▶ _Your goal_: Wherever the string "using" appears in the records, return the line that holds it.

▶ _Material provided_:
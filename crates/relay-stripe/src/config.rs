//! # Stripe Configuration
//!
//! Configuration management for the Stripe backend.
//! All secrets are loaded from environment variables.

use relay_core::ProcessorError;
use std::env;

const DEFAULT_API_BASE: &str = "https://api.stripe.com";
const DEFAULT_API_VERSION: &str = "2024-12-18.acacia";
const DEFAULT_TIMEOUT_SECS: u64 = 30;

/// Stripe API configuration
#[derive(Debug, Clone)]
pub struct StripeConfig {
    /// Secret API key (sk_test_... or sk_live_...)
    pub secret_key: String,

    /// Publishable key (pk_test_... or pk_live_...)
    pub publishable_key: String,

    /// Webhook signing secret (whsec_...)
    pub webhook_secret: String,

    /// API base URL (for testing/mocking)
    pub api_base_url: String,

    /// API version
    pub api_version: String,

    /// Per-call timeout for outbound Stripe requests
    pub timeout_secs: u64,
}

impl StripeConfig {
    /// Load configuration from environment variables.
    ///
    /// Required env vars:
    /// - `STRIPE_SECRET_KEY`
    /// - `STRIPE_PUBLISHABLE_KEY`
    /// - `STRIPE_WEBHOOK_SECRET`
    ///
    /// Optional:
    /// - `STRIPE_API_BASE` (defaults to the live API)
    /// - `STRIPE_TIMEOUT_SECS` (defaults to 30)
    pub fn from_env() -> Result<Self, ProcessorError> {
        dotenvy::dotenv().ok(); // Load .env file if present

        let secret_key = env::var("STRIPE_SECRET_KEY").map_err(|_| {
            ProcessorError::Configuration("STRIPE_SECRET_KEY not set".to_string())
        })?;

        let publishable_key = env::var("STRIPE_PUBLISHABLE_KEY").map_err(|_| {
            ProcessorError::Configuration("STRIPE_PUBLISHABLE_KEY not set".to_string())
        })?;

        let webhook_secret = env::var("STRIPE_WEBHOOK_SECRET").map_err(|_| {
            ProcessorError::Configuration("STRIPE_WEBHOOK_SECRET not set".to_string())
        })?;

        // Validate key formats
        if !secret_key.starts_with("sk_test_") && !secret_key.starts_with("sk_live_") {
            return Err(ProcessorError::Configuration(
                "STRIPE_SECRET_KEY must start with sk_test_ or sk_live_".to_string(),
            ));
        }

        if !publishable_key.starts_with("pk_test_") && !publishable_key.starts_with("pk_live_") {
            return Err(ProcessorError::Configuration(
                "STRIPE_PUBLISHABLE_KEY must start with pk_test_ or pk_live_".to_string(),
            ));
        }

        if !webhook_secret.starts_with("whsec_") {
            return Err(ProcessorError::Configuration(
                "STRIPE_WEBHOOK_SECRET must start with whsec_".to_string(),
            ));
        }

        let api_base_url =
            env::var("STRIPE_API_BASE").unwrap_or_else(|_| DEFAULT_API_BASE.to_string());

        let timeout_secs = match env::var("STRIPE_TIMEOUT_SECS") {
            Ok(raw) => raw.parse().map_err(|_| {
                ProcessorError::Configuration(format!(
                    "STRIPE_TIMEOUT_SECS must be a positive integer, got '{}'",
                    raw
                ))
            })?,
            Err(_) => DEFAULT_TIMEOUT_SECS,
        };

        Ok(Self {
            secret_key,
            publishable_key,
            webhook_secret,
            api_base_url,
            api_version: DEFAULT_API_VERSION.to_string(),
            timeout_secs,
        })
    }

    /// Create config with explicit values (for testing)
    pub fn new(
        secret_key: impl Into<String>,
        publishable_key: impl Into<String>,
        webhook_secret: impl Into<String>,
    ) -> Self {
        Self {
            secret_key: secret_key.into(),
            publishable_key: publishable_key.into(),
            webhook_secret: webhook_secret.into(),
            api_base_url: DEFAULT_API_BASE.to_string(),
            api_version: DEFAULT_API_VERSION.to_string(),
            timeout_secs: DEFAULT_TIMEOUT_SECS,
        }
    }

    /// Check if using test keys
    pub fn is_test_mode(&self) -> bool {
        self.secret_key.starts_with("sk_test_")
    }

    /// Check if using live keys
    pub fn is_live_mode(&self) -> bool {
        self.secret_key.starts_with("sk_live_")
    }

    /// Get authorization header value
    pub fn auth_header(&self) -> String {
        format!("Bearer {}", self.secret_key)
    }

    /// Builder: set custom API base URL (for testing)
    pub fn with_api_base_url(mut self, url: impl Into<String>) -> Self {
        self.api_base_url = url.into();
        self
    }
}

▶ _Task response_:
    /// Check if using test keys
    /// Check if using live keys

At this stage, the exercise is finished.